Set the data down again, word for word, as it appears below.

**Supplied entries:**
.....

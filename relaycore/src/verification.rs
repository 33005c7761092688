//! Checks to run on search outcomes to make sure the search is working correctly.
//! Each public function, other than [`verify_all`], is a property that should hold for every outcome.

use tracing::warn;

use crate::{
    SCORE_EPSILON,
    problem::PlacementProblem,
    search::{Placement, SearchOutcome, SearchStatus},
};

pub fn verify_all(problem: &PlacementProblem, outcome: &SearchOutcome, place_all: bool) -> bool {
    status_consistent(outcome)
        && outcome
            .best
            .iter()
            .chain(outcome.alternatives.iter())
            .all(|p| verify_placement(problem, p, place_all))
        && alternatives_not_better(outcome)
}

pub fn verify_placement(problem: &PlacementProblem, placement: &Placement, place_all: bool) -> bool {
    stations_used_once(problem, placement)
        && within_cost_limit(problem, placement)
        && hops_close(problem, placement)
        && score_reproducible(problem, placement, place_all)
}

/// The status agrees with what was found and how far the search got.
pub fn status_consistent(outcome: &SearchOutcome) -> bool {
    let ok = match outcome.status {
        SearchStatus::Optimal => outcome.best.is_some() && outcome.exhaustive,
        SearchStatus::Feasible => outcome.best.is_some() && !outcome.exhaustive,
        SearchStatus::NoPlacementPossible => outcome.best.is_none() && outcome.rejection.is_some(),
        SearchStatus::NothingFound => outcome.best.is_none(),
    };

    if !ok {
        warn!(status = ?outcome.status, exhaustive = outcome.exhaustive, "inconsistent outcome status");
    }
    ok
}

/// No station is placed twice, and every placed station exists.
pub fn stations_used_once(problem: &PlacementProblem, placement: &Placement) -> bool {
    let mut seen = vec![false; problem.station_count()];

    for (slot, station) in placement.assignment.occupied() {
        if station >= seen.len() || seen[station] {
            warn!(slot, station, assignment = %placement.assignment, "station reused or unknown");
            return false;
        }
        seen[station] = true;
    }

    placement.assignment.slots().len() == problem.position_count()
}

pub fn within_cost_limit(problem: &PlacementProblem, placement: &Placement) -> bool {
    let cost = placement
        .assignment
        .occupied()
        .try_fold(0u64, |total, (_, s)| total.checked_add(problem.stations()[s].cost));

    let ok = cost.is_some_and(|cost| cost == placement.cost && cost <= problem.restriction().cost_limit);
    if !ok {
        warn!(?cost, reported = placement.cost, "cost does not hold");
    }
    ok
}

/// Consecutive members of the chain, gateways included, can hear each other.
pub fn hops_close(problem: &PlacementProblem, placement: &Placement) -> bool {
    let radio = problem.radio();
    let gateway = problem.gateway();
    let chain: Vec<(usize, usize)> = placement.assignment.occupied().collect();

    let Some(&(first_slot, first)) = chain.first() else {
        return problem.position_count() == 0;
    };
    let Some(&(last_slot, last)) = chain.last() else {
        return false;
    };

    let placements = problem.placements();
    if gateway.left.distance_to(placements[first_slot]) > radio.gateway_reach(first) {
        warn!(station = first, "left gateway hop open");
        return false;
    }
    if placements[last_slot].distance_to(gateway.right) > radio.gateway_reach(last) {
        warn!(station = last, "right gateway hop open");
        return false;
    }

    chain.windows(2).all(|pair| {
        let (a_slot, a) = pair[0];
        let (b_slot, b) = pair[1];
        let ok = placements[a_slot].distance_to(placements[b_slot]) <= radio.mutual_link(a, b);
        if !ok {
            warn!(a, b, "station hop open");
        }
        ok
    })
}

/// Evaluating the assignment from scratch gives the reported score.
pub fn score_reproducible(problem: &PlacementProblem, placement: &Placement, place_all: bool) -> bool {
    match problem.evaluate(placement.assignment.slots(), place_all) {
        Ok(evaluation) => {
            let diff = (evaluation.noncoverage - placement.noncoverage).abs().metres();
            if diff > SCORE_EPSILON {
                warn!(
                    reported = %placement.noncoverage,
                    recomputed = %evaluation.noncoverage,
                    "score differs"
                );
                return false;
            }
            true
        }
        Err(violation) => {
            warn!(%violation, assignment = %placement.assignment, "reported placement is infeasible");
            false
        }
    }
}

pub fn alternatives_not_better(outcome: &SearchOutcome) -> bool {
    let Some(best) = &outcome.best else {
        return outcome.alternatives.is_empty();
    };

    outcome
        .alternatives
        .iter()
        .all(|alt| alt.noncoverage.metres() >= best.noncoverage.metres() - SCORE_EPSILON)
}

.....

**Task solution:**
filename relaycore/src/verification.rs
repository 33005c7761092688
//! Checks to run on search outcomes to make sure the search is working correctly.
//! Each public function, other than [`verify_all`], is a property that should hold for every outcome.

use tracing::warn;

use crate::{
    SCORE_EPSILON,
    problem::PlacementProblem,
    search::{Placement, SearchOutcome, SearchStatus},
};

pub fn verify_all(problem: &PlacementProblem, outcome: &SearchOutcome, place_all: bool) -> bool {
    status_consistent(outcome)
        && outcome
            .best
            .iter()
            .chain(outcome.alternatives.iter())
            .all(|p| verify_placement(problem, p, place_all))
        && alternatives_not_better(outcome)
}

pub fn verify_placement(problem: &PlacementProblem, placement: &Placement, place_all: bool) -> bool {
    stations_used_once(problem, placement)
        && within_cost_limit(problem, placement)
        && hops_close(problem, placement)
        && score_reproducible(problem, placement, place_all)
}

/// The status agrees with what was found and how far the search got.
pub fn status_consistent(outcome: &SearchOutcome) -> bool {
    let ok = match outcome.status {
        SearchStatus::Optimal => outcome.best.is_some() && outcome.exhaustive,
        SearchStatus::Feasible => outcome.best.is_some() && !outcome.exhaustive,
        SearchStatus::NoPlacementPossible => outcome.best.is_none() && outcome.rejection.is_some(),
        SearchStatus::NothingFound => outcome.best.is_none(),
    };

    if !ok {
        warn!(status = ?outcome.status, exhaustive = outcome.exhaustive, "inconsistent outcome status");
    }
    ok
}

/// No station is placed twice, and every placed station exists.
pub fn stations_used_once(problem: &PlacementProblem, placement: &Placement) -> bool {
    let mut seen = vec![false; problem.station_count()];

    for (slot, station) in placement.assignment.occupied() {
        if station >= seen.len() || seen[station] {
            warn!(slot, station, assignment = %placement.assignment, "station reused or unknown");
            return false;
        }
        seen[station] = true;
    }

    placement.assignment.slots().len() == problem.position_count()
}

pub fn within_cost_limit(problem: &PlacementProblem, placement: &Placement) -> bool {
    let cost = placement
        .assignment
        .occupied()
        .try_fold(0u64, |total, (_, s)| total.checked_add(problem.stations()[s].cost));

    let ok = cost.is_some_and(|cost| cost == placement.cost && cost <= problem.restriction().cost_limit);
    if !ok {
        warn!(?cost, reported = placement.cost, "cost does not hold");
    }
    ok
}

/// Consecutive members of the chain, gateways included, can hear each other.
pub fn hops_close(problem: &PlacementProblem, placement: &Placement) -> bool {
    let radio = problem.radio();
    let gateway = problem.gateway();
    let chain: Vec<(usize, usize)> = placement.assignment.occupied().collect();

    let Some(&(first_slot, first)) = chain.first() else {
        return problem.position_count() == 0;
    };
    let Some(&(last_slot, last)) = chain.last() else {
        return false;
    };

    let placements = problem.placements();
    if gateway.left.distance_to(placements[first_slot]) > radio.gateway_reach(first) {
        warn!(station = first, "left gateway hop open");
        return false;
    }
    if placements[last_slot].distance_to(gateway.right) > radio.gateway_reach(last) {
        warn!(station = last, "right gateway hop open");
        return false;
    }

    chain.windows(2).all(|pair| {
        let (a_slot, a) = pair[0];
        let (b_slot, b) = pair[1];
        let ok = placements[a_slot].distance_to(placements[b_slot]) <= radio.mutual_link(a, b);
        if !ok {
            warn!(a, b, "station hop open");
        }
        ok
    })
}

/// Evaluating the assignment from scratch gives the reported score.
pub fn score_reproducible(problem: &PlacementProblem, placement: &Placement, place_all: bool) -> bool {
    match problem.evaluate(placement.assignment.slots(), place_all) {
        Ok(evaluation) => {
            let diff = (evaluation.noncoverage - placement.noncoverage).abs().metres();
            if diff > SCORE_EPSILON {
                warn!(
                    reported = %placement.noncoverage,
                    recomputed = %evaluation.noncoverage,
                    "score differs"
                );
                return false;
            }
            true
        }
        Err(violation) => {
            warn!(%violation, assignment = %placement.assignment, "reported placement is infeasible");
            false
        }
    }
}

pub fn alternatives_not_better(outcome: &SearchOutcome) -> bool {
    let Some(best) = &outcome.best else {
        return outcome.alternatives.is_empty();
    };

    outcome
        .alternatives
        .iter()
        .all(|alt| alt.noncoverage.metres() >= best.noncoverage.metres() - SCORE_EPSILON)
}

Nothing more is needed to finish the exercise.